# Your objective:
Below are records; work out how many of their lines contain "notice" and give only that number.

# Information:
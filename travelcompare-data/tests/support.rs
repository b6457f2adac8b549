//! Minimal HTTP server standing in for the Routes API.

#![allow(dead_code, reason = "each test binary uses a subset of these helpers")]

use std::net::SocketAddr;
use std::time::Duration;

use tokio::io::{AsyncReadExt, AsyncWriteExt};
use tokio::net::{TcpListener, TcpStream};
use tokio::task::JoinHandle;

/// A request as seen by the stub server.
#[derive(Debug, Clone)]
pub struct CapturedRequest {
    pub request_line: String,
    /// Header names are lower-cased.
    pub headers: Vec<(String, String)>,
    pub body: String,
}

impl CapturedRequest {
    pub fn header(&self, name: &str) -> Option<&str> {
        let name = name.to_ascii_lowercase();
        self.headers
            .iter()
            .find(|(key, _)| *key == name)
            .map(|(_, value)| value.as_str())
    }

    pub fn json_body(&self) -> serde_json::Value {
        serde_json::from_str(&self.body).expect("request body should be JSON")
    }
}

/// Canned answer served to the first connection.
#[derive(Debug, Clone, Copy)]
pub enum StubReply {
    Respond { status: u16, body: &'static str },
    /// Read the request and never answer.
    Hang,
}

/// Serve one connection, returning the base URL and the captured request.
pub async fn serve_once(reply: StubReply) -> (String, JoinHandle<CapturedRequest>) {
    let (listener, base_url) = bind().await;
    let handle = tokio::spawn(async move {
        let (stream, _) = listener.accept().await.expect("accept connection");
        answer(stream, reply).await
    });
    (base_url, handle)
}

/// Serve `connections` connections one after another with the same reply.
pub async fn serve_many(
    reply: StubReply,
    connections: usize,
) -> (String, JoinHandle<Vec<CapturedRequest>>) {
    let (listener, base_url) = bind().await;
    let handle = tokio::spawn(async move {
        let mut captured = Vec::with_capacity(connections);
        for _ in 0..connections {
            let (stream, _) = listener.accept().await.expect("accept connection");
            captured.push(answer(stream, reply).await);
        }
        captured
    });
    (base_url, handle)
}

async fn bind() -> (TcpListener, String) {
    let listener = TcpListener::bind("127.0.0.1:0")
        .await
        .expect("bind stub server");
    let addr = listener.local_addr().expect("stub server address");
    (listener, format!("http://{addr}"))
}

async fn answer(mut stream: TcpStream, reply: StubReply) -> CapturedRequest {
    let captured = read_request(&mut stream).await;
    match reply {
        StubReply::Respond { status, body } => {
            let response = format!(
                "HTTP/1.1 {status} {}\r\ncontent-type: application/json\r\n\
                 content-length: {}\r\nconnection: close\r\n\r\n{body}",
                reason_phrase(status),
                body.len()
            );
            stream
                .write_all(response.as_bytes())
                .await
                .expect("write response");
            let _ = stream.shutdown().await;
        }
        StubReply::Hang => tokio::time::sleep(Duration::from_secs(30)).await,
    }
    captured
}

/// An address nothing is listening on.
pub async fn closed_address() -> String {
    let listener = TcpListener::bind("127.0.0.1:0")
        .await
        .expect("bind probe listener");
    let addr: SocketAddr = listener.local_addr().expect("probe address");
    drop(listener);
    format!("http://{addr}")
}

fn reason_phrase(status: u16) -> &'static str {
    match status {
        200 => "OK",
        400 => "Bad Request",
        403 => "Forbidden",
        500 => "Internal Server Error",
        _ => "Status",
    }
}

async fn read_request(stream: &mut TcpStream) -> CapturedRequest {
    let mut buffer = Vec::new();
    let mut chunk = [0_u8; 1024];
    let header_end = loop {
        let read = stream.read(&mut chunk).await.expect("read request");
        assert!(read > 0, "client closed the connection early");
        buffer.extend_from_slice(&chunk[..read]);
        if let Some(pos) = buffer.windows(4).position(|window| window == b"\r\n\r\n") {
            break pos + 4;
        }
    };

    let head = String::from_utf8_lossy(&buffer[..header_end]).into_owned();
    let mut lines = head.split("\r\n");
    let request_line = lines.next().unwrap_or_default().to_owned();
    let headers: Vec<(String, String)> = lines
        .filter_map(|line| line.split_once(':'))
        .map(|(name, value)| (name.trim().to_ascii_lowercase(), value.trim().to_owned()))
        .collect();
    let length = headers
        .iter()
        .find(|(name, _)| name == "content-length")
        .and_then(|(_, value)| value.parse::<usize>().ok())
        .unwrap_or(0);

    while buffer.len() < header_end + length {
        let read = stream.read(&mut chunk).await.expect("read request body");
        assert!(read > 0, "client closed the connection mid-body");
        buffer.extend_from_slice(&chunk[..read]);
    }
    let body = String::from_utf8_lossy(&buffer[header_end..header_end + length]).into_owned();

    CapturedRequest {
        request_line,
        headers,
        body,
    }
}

--

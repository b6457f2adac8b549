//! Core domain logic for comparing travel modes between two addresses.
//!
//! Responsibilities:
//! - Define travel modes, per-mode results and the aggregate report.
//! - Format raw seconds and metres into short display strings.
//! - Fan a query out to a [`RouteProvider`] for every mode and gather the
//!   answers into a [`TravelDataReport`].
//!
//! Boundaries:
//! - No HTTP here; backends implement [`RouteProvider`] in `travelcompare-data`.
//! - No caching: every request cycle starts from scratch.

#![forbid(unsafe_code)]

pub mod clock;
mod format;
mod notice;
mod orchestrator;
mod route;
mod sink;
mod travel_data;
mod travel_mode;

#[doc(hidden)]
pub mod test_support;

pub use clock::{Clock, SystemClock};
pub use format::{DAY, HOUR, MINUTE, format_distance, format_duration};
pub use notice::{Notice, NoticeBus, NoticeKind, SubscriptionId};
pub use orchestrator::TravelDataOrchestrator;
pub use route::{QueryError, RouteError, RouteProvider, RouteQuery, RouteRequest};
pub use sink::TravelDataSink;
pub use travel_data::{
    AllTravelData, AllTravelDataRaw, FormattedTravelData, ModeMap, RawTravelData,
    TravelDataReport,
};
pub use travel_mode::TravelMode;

# Answer space:
2